RECORDS SHOWN: Begin

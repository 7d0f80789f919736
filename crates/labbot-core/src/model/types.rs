use serde::{Deserialize, Serialize};

#[derive(Clone, Copy, Debug, PartialEq, Eq, Serialize, Deserialize)]
#[serde(rename_all = "lowercase")]
pub enum Role {
    System,
    User,
    Assistant,
    Tool,
}

/// A tool invocation requested by the model.
#[derive(Clone, Debug, PartialEq, Eq, Serialize, Deserialize)]
pub struct ToolCall {
    pub id: String,
    pub name: String,
    /// Raw JSON arguments, as sent by the provider.
    pub arguments: String,
}

/// One chat turn. Also the unit persisted in conversation history.
#[derive(Clone, Debug, PartialEq, Eq, Serialize, Deserialize)]
pub struct ChatMessage {
    pub role: Role,
    #[serde(default)]
    pub content: String,
    #[serde(default, skip_serializing_if = "Vec::is_empty")]
    pub tool_calls: Vec<ToolCall>,
    #[serde(default, skip_serializing_if = "Option::is_none")]
    pub tool_call_id: Option<String>,
}

impl ChatMessage {
    pub fn system(content: impl Into<String>) -> Self {
        Self::plain(Role::System, content)
    }

    pub fn user(content: impl Into<String>) -> Self {
        Self::plain(Role::User, content)
    }

    pub fn assistant(content: impl Into<String>) -> Self {
        Self::plain(Role::Assistant, content)
    }

    pub fn tool_result(call_id: impl Into<String>, content: impl Into<String>) -> Self {
        Self {
            role: Role::Tool,
            content: content.into(),
            tool_calls: Vec::new(),
            tool_call_id: Some(call_id.into()),
        }
    }

    fn plain(role: Role, content: impl Into<String>) -> Self {
        Self {
            role,
            content: content.into(),
            tool_calls: Vec::new(),
            tool_call_id: None,
        }
    }
}

/// JSON-schema description of a callable tool.
#[derive(Clone, Debug, PartialEq, Serialize, Deserialize)]
pub struct ToolDefinition {
    pub name: String,
    pub description: String,
    pub parameters: serde_json::Value,
}

#[derive(Clone, Copy, Debug, PartialEq, Eq, Default)]
pub enum ResponseFormat {
    #[default]
    Text,
    JsonObject,
}

/// Normalized request for a single completion.
#[derive(Clone, Debug, Default)]
pub struct ChatRequest {
    pub messages: Vec<ChatMessage>,
    pub tools: Vec<ToolDefinition>,
    pub response_format: ResponseFormat,
}

#[derive(Clone, Debug, Default, PartialEq, Eq, Serialize, Deserialize)]
pub struct TokenUsage {
    pub input_tokens: u64,
    pub output_tokens: u64,
}

#[derive(Clone, Debug)]
pub struct ChatResponse {
    pub message: ChatMessage,
    pub usage: Option<TokenUsage>,
}

#[cfg(test)]
mod tests {
    use super::*;

    #[test]
    fn plain_messages_omit_tool_fields() {
        let json = serde_json::to_value(ChatMessage::user("oi")).unwrap();
        assert_eq!(json, serde_json::json!({"role": "user", "content": "oi"}));
    }

    #[test]
    fn tool_result_keeps_call_id() {
        let msg = ChatMessage::tool_result("call_1", "ok");
        let back: ChatMessage =
            serde_json::from_str(&serde_json::to_string(&msg).unwrap()).unwrap();
        assert_eq!(back.tool_call_id.as_deref(), Some("call_1"));
        assert_eq!(back.role, Role::Tool);
    }
}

RECORDS SHOWN: End

TASK DETAILS ▸ Only the lines that contain the string "Serialize" are to be copied from the records.

RESPONSE ▸
use serde::{Deserialize, Serialize};
#[derive(Clone, Copy, Debug, PartialEq, Eq, Serialize, Deserialize)]
#[derive(Clone, Debug, PartialEq, Eq, Serialize, Deserialize)]
#[derive(Clone, Debug, PartialEq, Eq, Serialize, Deserialize)]
#[derive(Clone, Debug, PartialEq, Serialize, Deserialize)]
#[derive(Clone, Debug, Default, PartialEq, Eq, Serialize, Deserialize)]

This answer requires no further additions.